Nandi: I ain't her. Mal: Only people in this room is you and me.

'Heart Of Gold'


Spike's Bitches 48: I Say, We Go Out There, and Kick a Little Demon Ass.  

[NAFDA] Spike-centric discussion. Lusty, lewd (only occasionally crude), risqué (and frisqué), bawdy (Oh, lawdy!), flirty ('cuz we're purty), raunchy talk inside. Caveat lector.


Burrell - Dec 16, 2013 5:39:36 pm PST #7273 of 30002
Why did Darth Vader cross the road? To get to the Dark Side!

They just got married last year, bonny? How hard for them. I so feel for both of them.
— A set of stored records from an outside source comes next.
pub mod web;
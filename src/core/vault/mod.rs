pub mod inject;
mod validator;

use aes_gcm::aead::{Aead, KeyInit};
use aes_gcm::{Aes256Gcm, Key, Nonce};
use base64::Engine;
use hmac::Mac;
use sha2::Sha256;
use std::collections::HashMap;
use std::fmt;
use std::sync::Arc;
use tracing::debug;

use crate::core::error::{RuntimeError, RuntimeResult};
use crate::core::store::Store;
use crate::core::store::types::{CredentialStatus, RequiredCredential};

pub use validator::{CredentialValidator, NonEmptyValidator, PrefixValidator};

type HmacSha256 = hmac::Hmac<Sha256>;

pub const VAULT_KEY_ENV: &str = "HOOKWORK_VAULT_KEY";
const NONCE_LEN: usize = 12;

/// A decrypted credential. Debug output never shows the value.
#[derive(Clone, PartialEq, Eq)]
pub struct SecretValue(String);

impl SecretValue {
    pub fn new(value: impl Into<String>) -> Self {
        Self(value.into())
    }

    pub fn expose(&self) -> &str {
        &self.0
    }
}

impl fmt::Debug for SecretValue {
    fn fmt(&self, f: &mut fmt::Formatter<'_>) -> fmt::Result {
        f.write_str("SecretValue([REDACTED])")
    }
}

#[derive(Debug, Clone)]
pub struct ResolvedCredential {
    pub requirement: RequiredCredential,
    pub secret: SecretValue,
}

/// Credentials decrypted for a single dispatch. Dropped once the call ends.
#[derive(Debug, Clone, Default)]
pub struct ResolvedCredentials {
    entries: Vec<ResolvedCredential>,
}

impl ResolvedCredentials {
    pub fn new(entries: Vec<ResolvedCredential>) -> Self {
        Self { entries }
    }

    pub fn iter(&self) -> impl Iterator<Item = &ResolvedCredential> {
        self.entries.iter()
    }

    pub fn providers(&self) -> Vec<String> {
        self.entries
            .iter()
            .map(|e| e.requirement.provider.clone())
            .collect()
    }

    pub fn is_empty(&self) -> bool {
        self.entries.is_empty()
    }

    /// Every form a secret can take in output: raw, rendered through its
    /// template, and both of those as they appear inside a JSON string.
    /// Longest first so a rendered value is not left half-replaced.
    fn needles(&self) -> Vec<String> {
        let mut needles: Vec<String> = Vec::new();
        for entry in &self.entries {
            let raw = entry.secret.expose();
            if raw.is_empty() {
                continue;
            }
            let rendered = inject::render_template(&entry.requirement.format_template, raw);
            for form in [rendered, raw.to_string()] {
                if let Ok(quoted) = serde_json::to_string(&form) {
                    let escaped = &quoted[1..quoted.len() - 1];
                    if escaped != form {
                        needles.push(escaped.to_string());
                    }
                }
                needles.push(form);
            }
        }
        needles.retain(|n| !n.is_empty());
        needles.sort_by_key(|n| std::cmp::Reverse(n.len()));
        needles
    }

    /// Length in bytes of the longest form a secret can take in output.
    pub fn longest_needle(&self) -> usize {
        self.needles().first().map(String::len).unwrap_or(0)
    }

    /// Replace every secret, raw or rendered through its template, with a
    /// placeholder.
    pub fn redact(&self, text: &str) -> String {
        let mut out = text.to_string();
        for needle in self.needles() {
            if out.contains(&needle) {
                out = out.replace(&needle, "[REDACTED]");
            }
        }
        out
    }

    /// Scrub every string leaf and object key. Works on the decoded tree so
    /// secrets with JSON-escaped characters are still matched.
    pub fn redact_value(&self, value: serde_json::Value) -> serde_json::Value {
        use serde_json::Value;
        if self.entries.is_empty() {
            return value;
        }
        match value {
            Value::String(text) => Value::String(self.redact(&text)),
            Value::Array(items) => {
                Value::Array(items.into_iter().map(|v| self.redact_value(v)).collect())
            }
            Value::Object(map) => Value::Object(
                map.into_iter()
                    .map(|(k, v)| (self.redact(&k), self.redact_value(v)))
                    .collect(),
            ),
            other => other,
        }
    }
}

/// Outcome of resolving an agent's requirements for one user.
#[derive(Debug, Default)]
pub struct Resolution {
    pub resolved: ResolvedCredentials,
    pub missing: Vec<String>,
}

/// Derive a 256-bit key from machine identifiers: HMAC-SHA256 over hostname
/// and user name, keyed with a fixed label. Stable across restarts on one
/// machine and account.
fn derive_machine_key() -> RuntimeResult<[u8; 32]> {
    let hostname = hostname::get()
        .map(|h| h.to_string_lossy().to_string())
        .unwrap_or_else(|_| "unknown-host".to_string());
    let username = whoami::username();
    let input = format!("{}{}", hostname, username);

    let mut mac = <HmacSha256 as Mac>::new_from_slice(b"hookwork-vault-v1")
        .map_err(|e| anyhow::anyhow!("HMAC key setup failed: {}", e))?;
    mac.update(input.as_bytes());
    let bytes = mac.finalize().into_bytes();

    let mut key = [0u8; 32];
    key.copy_from_slice(&bytes);
    Ok(key)
}

fn decode_key(encoded: &str) -> RuntimeResult<[u8; 32]> {
    let bytes = base64::engine::general_purpose::STANDARD
        .decode(encoded.trim())
        .map_err(|e| RuntimeError::Validation(format!("{} is not base64: {}", VAULT_KEY_ENV, e)))?;
    <[u8; 32]>::try_from(bytes.as_slice()).map_err(|_| {
        RuntimeError::Validation(format!(
            "{} must decode to 32 bytes (got {})",
            VAULT_KEY_ENV,
            bytes.len()
        ))
    })
}

/// Fresh random key, base64 encoded, for `hookwork keygen`.
pub fn generate_key() -> String {
    let key: [u8; 32] = rand::random();
    base64::engine::general_purpose::STANDARD.encode(key)
}

/// Process-wide credential vault over the `credentials` table.
pub struct CredentialVault {
    store: Store,
    cipher: Aes256Gcm,
    validators: HashMap<String, Vec<Arc<dyn CredentialValidator>>>,
    default_validator: Arc<dyn CredentialValidator>,
}

impl CredentialVault {
    pub fn new(store: Store, key: [u8; 32]) -> Self {
        let cipher = Aes256Gcm::new(Key::<Aes256Gcm>::from_slice(&key));
        Self {
            store,
            cipher,
            validators: HashMap::new(),
            default_validator: Arc::new(NonEmptyValidator),
        }
    }

    /// Key from `HOOKWORK_VAULT_KEY` when set, else the machine-bound key.
    pub fn from_env(store: Store) -> RuntimeResult<Self> {
        let key = match std::env::var(VAULT_KEY_ENV) {
            Ok(encoded) if !encoded.trim().is_empty() => decode_key(&encoded)?,
            _ => {
                debug!("{} not set, deriving machine-bound vault key", VAULT_KEY_ENV);
                derive_machine_key()?
            }
        };
        Ok(Self::new(store, key))
    }

    pub fn register_validator(
        &mut self,
        provider: impl Into<String>,
        validator: Arc<dyn CredentialValidator>,
    ) {
        self.validators
            .entry(provider.into())
            .or_default()
            .push(validator);
    }

    pub fn with_prefix_rules(mut self, prefixes: &HashMap<String, String>) -> Self {
        for (provider, prefix) in prefixes {
            self.register_validator(provider.clone(), Arc::new(PrefixValidator::new(prefix)));
        }
        self
    }

    /// Encrypt a plaintext value. Returns base64(nonce || ciphertext).
    pub fn encrypt(&self, plaintext: &str) -> RuntimeResult<String> {
        let nonce_bytes: [u8; NONCE_LEN] = rand::random();
        let nonce = Nonce::from_slice(&nonce_bytes);

        let ciphertext = self
            .cipher
            .encrypt(nonce, plaintext.as_bytes())
            .map_err(|_| anyhow::anyhow!("credential encryption failed"))?;

        let mut combined = Vec::with_capacity(NONCE_LEN + ciphertext.len());
        combined.extend_from_slice(&nonce_bytes);
        combined.extend_from_slice(&ciphertext);

        Ok(base64::engine::general_purpose::STANDARD.encode(&combined))
    }

    /// Decrypt a base64(nonce || ciphertext) blob.
    pub fn decrypt(&self, encoded: &str) -> RuntimeResult<SecretValue> {
        let combined = base64::engine::general_purpose::STANDARD
            .decode(encoded)
            .map_err(|_| RuntimeError::CredentialCorrupt("blob is not valid base64".into()))?;

        if combined.len() <= NONCE_LEN {
            return Err(RuntimeError::CredentialCorrupt("blob is too short".into()));
        }

        let (nonce_bytes, ciphertext) = combined.split_at(NONCE_LEN);
        let nonce = Nonce::from_slice(nonce_bytes);

        let plaintext = self.cipher.decrypt(nonce, ciphertext).map_err(|_| {
            RuntimeError::CredentialCorrupt("authentication failed (wrong key or tampered blob)".into())
        })?;

        String::from_utf8(plaintext)
            .map(SecretValue)
            .map_err(|_| RuntimeError::CredentialCorrupt("plaintext is not UTF-8".into()))
    }

    pub fn validate(&self, provider: &str, plaintext: &str) -> RuntimeResult<()> {
        self.default_validator.validate(provider, plaintext)?;
        if let Some(rules) = self.validators.get(provider) {
            for rule in rules {
                rule.validate(provider, plaintext)?;
            }
        }
        Ok(())
    }

    pub async fn store_credential(
        &self,
        user_id: &str,
        provider: &str,
        plaintext: &str,
    ) -> RuntimeResult<()> {
        if user_id.trim().is_empty() || provider.trim().is_empty() {
            return Err(RuntimeError::Validation(
                "user and provider must not be empty".into(),
            ));
        }
        self.validate(provider, plaintext)?;
        let blob = self.encrypt(plaintext)?;
        self.store.put_credential(user_id, provider, &blob).await
    }

    /// Required providers the user has no active credential for. Does not
    /// decrypt anything.
    pub async fn missing_providers(
        &self,
        user_id: &str,
        requirements: &[RequiredCredential],
    ) -> RuntimeResult<Vec<String>> {
        let active = self.store.active_providers(user_id).await?;
        Ok(requirements
            .iter()
            .filter(|r| r.required && !active.contains(&r.provider))
            .map(|r| r.provider.clone())
            .collect())
    }

    /// Decrypt every credential the requirements name. Required providers
    /// without an active credential are reported in `missing`; optional ones
    /// are skipped silently.
    pub async fn resolve(
        &self,
        user_id: &str,
        requirements: &[RequiredCredential],
    ) -> RuntimeResult<Resolution> {
        let mut resolution = Resolution::default();
        let mut entries = Vec::new();
        for requirement in requirements {
            let record = self
                .store
                .get_credential(user_id, &requirement.provider)
                .await?;
            match record {
                Some(record) if record.status == CredentialStatus::Active => {
                    let secret = self.decrypt(&record.encrypted_blob).map_err(|e| match e {
                        RuntimeError::CredentialCorrupt(reason) => RuntimeError::CredentialCorrupt(
                            format!("provider '{}': {}", requirement.provider, reason),
                        ),
                        other => other,
                    })?;
                    entries.push(ResolvedCredential {
                        requirement: requirement.clone(),
                        secret,
                    });
                }
                _ if requirement.required => resolution.missing.push(requirement.provider.clone()),
                _ => {}
            }
        }
        resolution.resolved = ResolvedCredentials::new(entries);
        Ok(resolution)
    }
}

#[cfg(test)]
pub fn test_vault(store: Store) -> CredentialVault {
    CredentialVault::new(store, [7u8; 32])
}

#[cfg(test)]
pub fn required(provider: &str, template: &str) -> RequiredCredential {
    RequiredCredential {
        provider: provider.to_string(),
        required: true,
        injection_method: crate::core::store::types::InjectionMethod::Header,
        key: None,
        format_template: template.to_string(),
    }
}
Maybe it's just me, but I don't feel comfortable with the statement that there's some sort of moral taint to strip clubs. I'm not sure if that's what you meant, WS. I totally get the annoyance at being voluntold to take someone out to somewhere you don't want to go, however, so maybe that's what was behind your comment. As for Hooters, it's really just a sports bar/restaurant with an unfortunate name. And not very good food.


sj - Dec 16, 2013 5:42:25 pm PST #7274 of 30002
"There are few hours in life more agreeable than the hour dedicated to the ceremony known as afternoon tea."
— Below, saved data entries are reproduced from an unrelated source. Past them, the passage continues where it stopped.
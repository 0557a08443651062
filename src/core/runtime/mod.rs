//! Caller-facing operations. The HTTP handlers are thin adapters over this.

pub mod rate_limit;

use chrono::{DateTime, Utc};
use serde::{Deserialize, Serialize};
use std::sync::Arc;

use crate::core::config::RuntimeConfig;
use crate::core::error::{RuntimeError, RuntimeResult};
use crate::core::scheduler::cron;
use crate::core::store::types::{
    AgentDescriptor, CredentialSummary, JobRecord, JobStatus, LedgerEntry, NewJob,
    RequiredCredential, ScheduleRecord, WorkerRecord,
};
use crate::core::store::{MAX_RETRIES_LIMIT, Store};
use crate::core::vault::CredentialVault;
use crate::core::vault::inject::validate_template;
use rate_limit::RateLimiter;

#[derive(Debug, Clone, Deserialize)]
pub struct EnqueueRequest {
    pub agent_id: String,
    pub user_id: String,
    #[serde(default)]
    pub payload: serde_json::Value,
    #[serde(default)]
    pub priority: Option<i64>,
    #[serde(default)]
    pub scheduled_at: Option<DateTime<Utc>>,
    #[serde(default)]
    pub max_retries: Option<i64>,
}

#[derive(Debug, Clone, Deserialize)]
pub struct AgentRegistration {
    pub webhook_url: String,
    #[serde(default)]
    pub required_credentials: Vec<RequiredCredential>,
    #[serde(default)]
    pub timeout_secs: Option<u64>,
}

#[derive(Debug, Clone, Deserialize)]
pub struct ScheduleRequest {
    /// Present to update an existing schedule.
    #[serde(default)]
    pub schedule_id: Option<String>,
    pub agent_id: String,
    pub user_id: String,
    pub cron_expression: String,
    #[serde(default = "default_timezone")]
    pub timezone: String,
    #[serde(default)]
    pub payload: serde_json::Value,
    #[serde(default)]
    pub priority: i64,
    #[serde(default)]
    pub max_retries: Option<u32>,
    #[serde(default = "default_active")]
    pub active: bool,
}

fn default_timezone() -> String {
    "UTC".to_string()
}

fn default_active() -> bool {
    true
}

/// What the status API reports for one job.
#[derive(Debug, Clone, Serialize)]
pub struct JobStatusView {
    pub job_id: String,
    pub agent_id: String,
    pub status: JobStatus,
    #[serde(skip_serializing_if = "Option::is_none")]
    pub output: Option<serde_json::Value>,
    #[serde(skip_serializing_if = "Option::is_none")]
    pub error: Option<String>,
    pub duration_ms: Option<u64>,
    pub retry_count: u32,
    pub max_retries: u32,
    pub scheduled_at: DateTime<Utc>,
    pub created_at: DateTime<Utc>,
    pub completed_at: Option<DateTime<Utc>>,
    pub phases: Vec<LedgerEntry>,
}

impl JobStatusView {
    fn new(job: JobRecord, phases: Vec<LedgerEntry>) -> Self {
        let output = match job.status {
            JobStatus::Completed => job.output,
            _ => None,
        };
        let error = match job.status {
            JobStatus::Failed | JobStatus::Timeout | JobStatus::Cancelled => job.last_error,
            _ => None,
        };
        Self {
            job_id: job.job_id,
            agent_id: job.agent_id,
            status: job.status,
            output,
            error,
            duration_ms: job.duration_ms,
            retry_count: job.retry_count,
            max_retries: job.max_retries,
            scheduled_at: job.scheduled_at,
            created_at: job.created_at,
            completed_at: job.completed_at,
            phases,
        }
    }
}

pub struct Runtime {
    store: Store,
    vault: Arc<CredentialVault>,
    limiter: RateLimiter,
    default_max_retries: u32,
}

impl Runtime {
    pub fn new(store: Store, vault: Arc<CredentialVault>, config: &RuntimeConfig) -> Self {
        Self {
            store,
            vault,
            limiter: RateLimiter::from_config(config),
            default_max_retries: config.retry.default_max_retries,
        }
    }

    #[cfg(test)]
    pub fn with_rate_limiter(mut self, limiter: RateLimiter) -> Self {
        self.limiter = limiter;
        self
    }

    pub fn store(&self) -> &Store {
        &self.store
    }

    // -- agents -----------------------------------------------------------

    pub async fn register_agent(
        &self,
        agent_id: &str,
        registration: AgentRegistration,
    ) -> RuntimeResult<AgentDescriptor> {
        if agent_id.trim().is_empty() {
            return Err(RuntimeError::Validation("agent_id must not be empty".into()));
        }
        validate_webhook_url(&registration.webhook_url)?;
        if registration.timeout_secs == Some(0) {
            return Err(RuntimeError::Validation("timeout_secs must be positive".into()));
        }
        for requirement in &registration.required_credentials {
            if requirement.provider.trim().is_empty() {
                return Err(RuntimeError::Validation(
                    "credential provider must not be empty".into(),
                ));
            }
            validate_template(&requirement.format_template).map_err(RuntimeError::Validation)?;
        }

        self.store
            .upsert_agent(&AgentDescriptor {
                agent_id: agent_id.to_string(),
                webhook_url: registration.webhook_url,
                required_credentials: registration.required_credentials,
                timeout_secs: registration.timeout_secs,
                active: true,
                deactivated_reason: None,
                updated_at: Utc::now(),
            })
            .await
    }

    pub async fn list_agents(&self) -> RuntimeResult<Vec<AgentDescriptor>> {
        self.store.list_agents().await
    }

    pub async fn get_agent(&self, agent_id: &str) -> RuntimeResult<AgentDescriptor> {
        self.store
            .get_agent(agent_id)
            .await?
            .ok_or_else(|| RuntimeError::not_found("agent", agent_id))
    }

    // -- credentials ------------------------------------------------------

    pub async fn store_credential(
        &self,
        user_id: &str,
        provider: &str,
        plaintext: &str,
    ) -> RuntimeResult<()> {
        self.vault.store_credential(user_id, provider, plaintext).await
    }

    pub async fn remove_credential(&self, user_id: &str, provider: &str) -> RuntimeResult<()> {
        if self.store.remove_credential(user_id, provider).await? {
            Ok(())
        } else {
            Err(RuntimeError::not_found("credential", format!("{}/{}", user_id, provider)))
        }
    }

    pub async fn list_credentials(&self, user_id: &str) -> RuntimeResult<Vec<CredentialSummary>> {
        self.store.list_credentials(user_id).await
    }

    // -- jobs -------------------------------------------------------------

    /// Validate and persist a job. Rejections happen here, synchronously;
    /// nothing is enqueued when any check fails.
    pub async fn enqueue(&self, request: EnqueueRequest) -> RuntimeResult<JobRecord> {
        let max_retries = request
            .max_retries
            .unwrap_or(i64::from(self.default_max_retries));
        let new_job = NewJob {
            agent_id: request.agent_id,
            user_id: request.user_id,
            payload: request.payload,
            priority: request.priority.unwrap_or(0),
            scheduled_at: request.scheduled_at,
            max_retries,
            schedule_id: None,
        };
        if new_job.agent_id.trim().is_empty() || new_job.user_id.trim().is_empty() {
            return Err(RuntimeError::Validation(
                "agent_id and user_id are required".into(),
            ));
        }
        if !(0..=MAX_RETRIES_LIMIT).contains(&new_job.max_retries) {
            return Err(RuntimeError::Validation(format!(
                "max_retries must be between 0 and {}",
                MAX_RETRIES_LIMIT
            )));
        }

        let agent = self.get_agent(&new_job.agent_id).await?;
        if !agent.active {
            return Err(RuntimeError::AgentInactive(agent.agent_id));
        }

        let missing = self
            .vault
            .missing_providers(&new_job.user_id, &agent.required_credentials)
            .await?;
        if !missing.is_empty() {
            return Err(RuntimeError::MissingCredentials { providers: missing });
        }

        self.limiter
            .check(&self.store, &new_job.user_id, &new_job.agent_id, Utc::now())
            .await?;

        self.store.enqueue_job(new_job).await
    }

    pub async fn status(&self, job_id: &str) -> RuntimeResult<JobStatusView> {
        let job = self
            .store
            .get_job(job_id)
            .await?
            .ok_or_else(|| RuntimeError::not_found("job", job_id))?;
        let phases = self.store.list_phases(job_id).await?;
        Ok(JobStatusView::new(job, phases))
    }

    pub async fn cancel(&self, job_id: &str, reason: Option<&str>) -> RuntimeResult<JobRecord> {
        self.store
            .cancel_job(job_id, reason.unwrap_or("cancelled by caller"))
            .await
    }

    pub async fn recent_jobs(&self, limit: usize) -> RuntimeResult<Vec<JobRecord>> {
        self.store.list_jobs(limit.clamp(1, 500)).await
    }

    pub async fn workers(&self) -> RuntimeResult<Vec<WorkerRecord>> {
        self.store.list_workers().await
    }

    // -- schedules --------------------------------------------------------

    pub async fn upsert_schedule(&self, request: ScheduleRequest) -> RuntimeResult<ScheduleRecord> {
        if request.agent_id.trim().is_empty() || request.user_id.trim().is_empty() {
            return Err(RuntimeError::Validation(
                "agent_id and user_id are required".into(),
            ));
        }
        let max_retries = request.max_retries.unwrap_or(self.default_max_retries);
        if i64::from(max_retries) > MAX_RETRIES_LIMIT {
            return Err(RuntimeError::Validation(format!(
                "max_retries must be between 0 and {}",
                MAX_RETRIES_LIMIT
            )));
        }
        self.get_agent(&request.agent_id).await?;

        let now = Utc::now();
        let next_run = cron::next_run_after(&request.cron_expression, &request.timezone, now)?;
        let existing = match request.schedule_id.as_deref() {
            Some(id) => Some(
                self.store
                    .get_schedule(id)
                    .await?
                    .ok_or_else(|| RuntimeError::not_found("schedule", id))?,
            ),
            None => None,
        };

        let record = ScheduleRecord {
            schedule_id: request
                .schedule_id
                .unwrap_or_else(|| uuid::Uuid::new_v4().to_string()),
            agent_id: request.agent_id,
            user_id: request.user_id,
            cron_expression: request.cron_expression,
            timezone: request.timezone,
            payload: request.payload,
            priority: request.priority,
            max_retries,
            active: request.active,
            next_run,
            last_run: existing.as_ref().and_then(|s| s.last_run),
            created_at: existing.as_ref().map(|s| s.created_at).unwrap_or(now),
            updated_at: now,
        };
        self.store.upsert_schedule(&record).await
    }

    pub async fn list_schedules(&self) -> RuntimeResult<Vec<ScheduleRecord>> {
        self.store.list_schedules().await
    }

    pub async fn delete_schedule(&self, schedule_id: &str) -> RuntimeResult<()> {
        if self.store.remove_schedule(schedule_id).await? {
            Ok(())
        } else {
            Err(RuntimeError::not_found("schedule", schedule_id))
        }
    }
}

fn validate_webhook_url(raw: &str) -> RuntimeResult<()> {
    let parsed = url::Url::parse(raw)
        .map_err(|e| RuntimeError::Validation(format!("invalid webhook_url '{}': {}", raw, e)))?;
    match parsed.scheme() {
        "http" | "https" if parsed.host_str().is_some() => Ok(()),
        scheme => Err(RuntimeError::Validation(format!(
            "webhook_url must be an http(s) URL with a host (got scheme '{}')",
            scheme
        ))),
    }
}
bonny, I'm so sorry to hear about your friend. He and his wife are lucky to have you in their lives.


beekaytee - Dec 16, 2013 5:42:34 pm PST #7275 of 30002
Compassionately intolerant

And not very good food.

So. The whole, "I'm just going for the wings" excuse?...


Burrell - Dec 16, 2013 5:45:30 pm PST #7276 of 30002
Why did Darth Vader cross the road? To get to the Dark Side!

Well admittedly bonny, I'm really not their target customer. Some people probably love their hot wings.


beekaytee - Dec 16, 2013 5:46:41 pm PST #7277 of 30002
Compassionately intolerant

Thank you, dear ones.

Yeah...he was married to another friend of mine (they divorced in 2006) who ended up disowning me for marrying them because that somehow meant I somehow 'betrayed' her.

To be honest, he really was a terrible person at one point. But, in his mid 50s, he got his shit together and built a beautiful life for himself.

I'm praying that this is a character-building bump in their road.


omnis_audis - Dec 16, 2013 5:53:03 pm PST #7278 of 30002
omnis, pursue. That's an order from a shy woman who can use M-16. - Shir

As for Hooters, it's really just a sports bar/restaurant with an unfortunate name. And not very good food.

Too true. And, the one time I was dragged to a Hooters, I couldn't help but notice all the servers were "well endowed", in a manner that seemed, statistically, unnatural. Our server was very chatty & friendly, and not shy. The topic came up, and she said, "Oh, most of us stuff to help the image. Most guys don't notice it, they just see big hooters, and love it" (paraphrase). The food left a LOT to be desired. I'm also not a fan of wings, so can't comment on how good/bad they are. On the whole, it's a sports bar with frat boy decor/atmosphere, bleh food, and tight outfits for the female workers. Short shorts, that are tight, and tight, white t-shirt.


brenda m - Dec 16, 2013 6:06:38 pm PST #7279 of 30002
If you're going through hell/keep on going/don't slow down/keep your fear from showing/you might be gone/'fore the devil even knows you're there

I would not be comfortable going there for a work thing. Or rather, my perception of whoever chose/insisted on it would forever change. (See also Twisted Kilt, or, "Hooters for guys who don't want Hooters showing up on their expense report.")


Connie Neil - Dec 16, 2013 6:27:07 pm PST #7280 of 30002
brillig

If the women working there don't mind it, I've got no issues. I've never been to Hooters, but I've been in similar places, and the waitresses seem pleased to chat with someone who isn't there for the "decor." Most of them seemed content to use what God--or whomever--gave them to get bigger tips out of foolish men.


Connie Neil - Dec 16, 2013 6:29:04 pm PST #7281 of 30002
brillig

Hubby's biopsy is day after tomorrow. Then the results and a treatment plan a week and a half later. Stress is high in Chez Neil.


Nora Deirdre - Dec 16, 2013 6:35:55 pm PST #7282 of 30002
I’m responsible for my own happiness? I can’t even be responsible for my own breakfast! (Bojack Horseman)

I would not be comfortable going there for a work thing. Or rather, my perception of whoever chose/insisted on it would forever change.

Someone I was interviewing for an article wanted to meet (in an area of Louisiana that I didn't know anything about) at a breast-aurant called, I shit you not, Twin Peaks. I didn't quite know what to make of the decision making process that lead to the conclusion that a lady writer you don't know terribly well would be comfortable there.

ETA: much biopsy~ma to the Neil household, Connie.